Data excerpts

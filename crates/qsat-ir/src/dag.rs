//! DAG-based circuit representation.

use petgraph::Direction;
use petgraph::graph::{DiGraph, NodeIndex as PetNodeIndex};
use petgraph::visit::EdgeRef;
use rustc_hash::{FxHashMap, FxHashSet};
use serde::{Deserialize, Serialize};

use crate::error::{IrError, IrResult};
use crate::instruction::{Instruction, InstructionKind};
use crate::qubit::{ClbitId, QubitId};

/// Node index type for the circuit DAG.
pub type NodeIndex = PetNodeIndex<u32>;

/// A node in the circuit DAG.
#[derive(Debug, Clone, PartialEq, Serialize, Deserialize)]
pub enum DagNode {
    /// Input node for a wire.
    In(WireId),
    /// Output node for a wire.
    Out(WireId),
    /// Operation node containing an instruction.
    Op(Instruction),
}

impl DagNode {
    /// Get the instruction if this is an operation node.
    #[inline]
    pub fn instruction(&self) -> Option<&Instruction> {
        match self {
            DagNode::Op(inst) => Some(inst),
            _ => None,
        }
    }
}

/// Identifier for a wire in the DAG.
#[derive(Debug, Clone, Copy, PartialEq, Eq, Hash, Serialize, Deserialize)]
pub enum WireId {
    /// A quantum wire.
    Qubit(QubitId),
    /// A classical wire.
    Clbit(ClbitId),
}

/// An edge in the circuit DAG representing a wire.
#[derive(Debug, Clone, Copy, PartialEq, Eq, Hash, Serialize, Deserialize)]
pub struct DagEdge {
    /// The wire this edge represents.
    pub wire: WireId,
}

/// DAG-based circuit representation.
///
/// Nodes are wire inputs, wire outputs, or operations; edges are wire
/// segments. Operations are only ever appended, so insertion order is a
/// valid topological order and is kept alongside the graph.
///
/// `wire_front` maps each wire to the node just before its output node,
/// which keeps `apply()` at O(1) per operand.
#[derive(Debug, Clone)]
pub struct CircuitDag {
    /// The underlying graph.
    graph: DiGraph<DagNode, DagEdge, u32>,
    /// Map from qubit to its input node.
    qubit_inputs: FxHashMap<QubitId, NodeIndex>,
    /// Map from qubit to its output node.
    qubit_outputs: FxHashMap<QubitId, NodeIndex>,
    /// Map from classical bit to its input node.
    clbit_inputs: FxHashMap<ClbitId, NodeIndex>,
    /// Map from classical bit to its output node.
    clbit_outputs: FxHashMap<ClbitId, NodeIndex>,
    /// Wire front: maps each wire to the node just before the output node.
    wire_front: FxHashMap<WireId, NodeIndex>,
    /// Operation nodes in the order they were applied.
    op_order: Vec<NodeIndex>,
    /// Global phase of the circuit.
    global_phase: f64,
}

impl CircuitDag {
    /// Create a new empty circuit DAG.
    pub fn new() -> Self {
        Self {
            graph: DiGraph::default(),
            qubit_inputs: FxHashMap::default(),
            qubit_outputs: FxHashMap::default(),
            clbit_inputs: FxHashMap::default(),
            clbit_outputs: FxHashMap::default(),
            wire_front: FxHashMap::default(),
            op_order: Vec::new(),
            global_phase: 0.0,
        }
    }

    /// Add a qubit to the circuit.
    pub fn add_qubit(&mut self, qubit: QubitId) {
        if self.qubit_inputs.contains_key(&qubit) {
            return;
        }
        let wire = WireId::Qubit(qubit);
        let (in_node, out_node) = self.add_wire(wire);
        self.qubit_inputs.insert(qubit, in_node);
        self.qubit_outputs.insert(qubit, out_node);
    }

    /// Add a classical bit to the circuit.
    pub fn add_clbit(&mut self, clbit: ClbitId) {
        if self.clbit_inputs.contains_key(&clbit) {
            return;
        }
        let wire = WireId::Clbit(clbit);
        let (in_node, out_node) = self.add_wire(wire);
        self.clbit_inputs.insert(clbit, in_node);
        self.clbit_outputs.insert(clbit, out_node);
    }

    fn add_wire(&mut self, wire: WireId) -> (NodeIndex, NodeIndex) {
        let in_node = self.graph.add_node(DagNode::In(wire));
        let out_node = self.graph.add_node(DagNode::Out(wire));
        self.graph.add_edge(in_node, out_node, DagEdge { wire });
        self.wire_front.insert(wire, in_node);
        (in_node, out_node)
    }

    /// Apply an instruction to the circuit.
    #[allow(clippy::needless_pass_by_value, clippy::cast_possible_truncation)]
    pub fn apply(&mut self, instruction: Instruction) -> IrResult<NodeIndex> {
        let gate_name = match &instruction.kind {
            InstructionKind::Gate(gate) => Some(gate.name().to_string()),
            _ => None,
        };

        if let InstructionKind::Gate(gate) = &instruction.kind {
            let expected = gate.num_qubits() as usize;
            let got = instruction.qubits.len();
            if expected != got {
                return Err(IrError::QubitCountMismatch {
                    gate_name: gate.name().to_string(),
                    expected: expected as u32,
                    got: got as u32,
                });
            }
        }

        for &qubit in &instruction.qubits {
            if !self.qubit_inputs.contains_key(&qubit) {
                return Err(IrError::QubitNotFound {
                    qubit,
                    gate_name: gate_name.clone(),
                });
            }
        }

        for &clbit in &instruction.clbits {
            if !self.clbit_inputs.contains_key(&clbit) {
                return Err(IrError::ClbitNotFound {
                    clbit,
                    gate_name: gate_name.clone(),
                });
            }
        }

        let mut seen = FxHashSet::default();
        for &qubit in &instruction.qubits {
            if !seen.insert(qubit) {
                return Err(IrError::DuplicateQubit {
                    qubit,
                    gate_name: gate_name.clone(),
                });
            }
        }

        let wires: Vec<(WireId, NodeIndex)> = instruction
            .qubits
            .iter()
            .map(|&q| (WireId::Qubit(q), self.qubit_outputs[&q]))
            .chain(
                instruction
                    .clbits
                    .iter()
                    .map(|&c| (WireId::Clbit(c), self.clbit_outputs[&c])),
            )
            .collect();

        let op_node = self.graph.add_node(DagNode::Op(instruction));

        for (wire, out_node) in wires {
            let prev_node = self.wire_front[&wire];

            let edge_id = self
                .graph
                .edges_directed(prev_node, Direction::Outgoing)
                .find(|e| e.weight().wire == wire && e.target() == out_node)
                .map(|e| e.id())
                .ok_or_else(|| {
                    IrError::InvalidDag(format!(
                        "Missing edge from predecessor to output for wire {wire:?}"
                    ))
                })?;

            self.graph.remove_edge(edge_id);
            self.graph.add_edge(prev_node, op_node, DagEdge { wire });
            self.graph.add_edge(op_node, out_node, DagEdge { wire });
            self.wire_front.insert(wire, op_node);
        }

        self.op_order.push(op_node);
        Ok(op_node)
    }

    /// Iterate over operations in program order (a topological order).
    pub fn topological_ops(&self) -> impl Iterator<Item = (NodeIndex, &Instruction)> {
        self.op_order
            .iter()
            .filter_map(|&idx| self.graph[idx].instruction().map(|inst| (idx, inst)))
    }

    /// Get an instruction by node index.
    #[inline]
    pub fn get_instruction(&self, node: NodeIndex) -> Option<&Instruction> {
        self.graph.node_weight(node).and_then(DagNode::instruction)
    }

    /// Get the number of qubits.
    #[inline]
    pub fn num_qubits(&self) -> usize {
        self.qubit_inputs.len()
    }

    /// Get the number of classical bits.
    #[inline]
    pub fn num_clbits(&self) -> usize {
        self.clbit_inputs.len()
    }

    /// Get the number of operations.
    #[inline]
    pub fn num_ops(&self) -> usize {
        self.op_order.len()
    }

    /// Calculate the circuit depth (longest operation chain along any wire).
    /// Barriers are not counted.
    pub fn depth(&self) -> usize {
        let mut depths: FxHashMap<NodeIndex, usize> =
            FxHashMap::with_capacity_and_hasher(self.op_order.len(), Default::default());
        let mut max_depth = 0usize;

        for &node in &self.op_order {
            let max_pred_depth = self
                .graph
                .edges_directed(node, Direction::Incoming)
                .map(|e| depths.get(&e.source()).copied().unwrap_or(0))
                .max()
                .unwrap_or(0);

            let counts = self.graph[node]
                .instruction()
                .is_some_and(|inst| !inst.is_barrier());
            let node_depth = max_pred_depth + usize::from(counts);

            max_depth = max_depth.max(node_depth);
            depths.insert(node, node_depth);
        }

        max_depth
    }

    /// Count operations by name.
    pub fn count_ops(&self) -> FxHashMap<String, usize> {
        let mut counts = FxHashMap::default();
        for (_, inst) in self.topological_ops() {
            *counts.entry(inst.name().to_string()).or_insert(0) += 1;
        }
        counts
    }

    /// Qubits in ascending order.
    pub fn qubits(&self) -> Vec<QubitId> {
        let mut qubits: Vec<_> = self.qubit_inputs.keys().copied().collect();
        qubits.sort_unstable();
        qubits
    }

    /// Classical bits in ascending order.
    pub fn clbits(&self) -> Vec<ClbitId> {
        let mut clbits: Vec<_> = self.clbit_inputs.keys().copied().collect();
        clbits.sort_unstable();
        clbits
    }

    /// Get the global phase.
    pub fn global_phase(&self) -> f64 {
        self.global_phase
    }

    /// Set the global phase.
    pub fn set_global_phase(&mut self, phase: f64) {
        self.global_phase = phase;
    }

    /// Get a reference to the underlying graph.
    pub fn graph(&self) -> &DiGraph<DagNode, DagEdge, u32> {
        &self.graph
    }
}

impl Default for CircuitDag {
    fn default() -> Self {
        Self::new()
    }
}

What you need to do. Every line in the records above that contains the word "IrResult" should be copied out.

Exercise output.
use crate::error::{IrError, IrResult};
    pub fn apply(&mut self, instruction: Instruction) -> IrResult<NodeIndex> {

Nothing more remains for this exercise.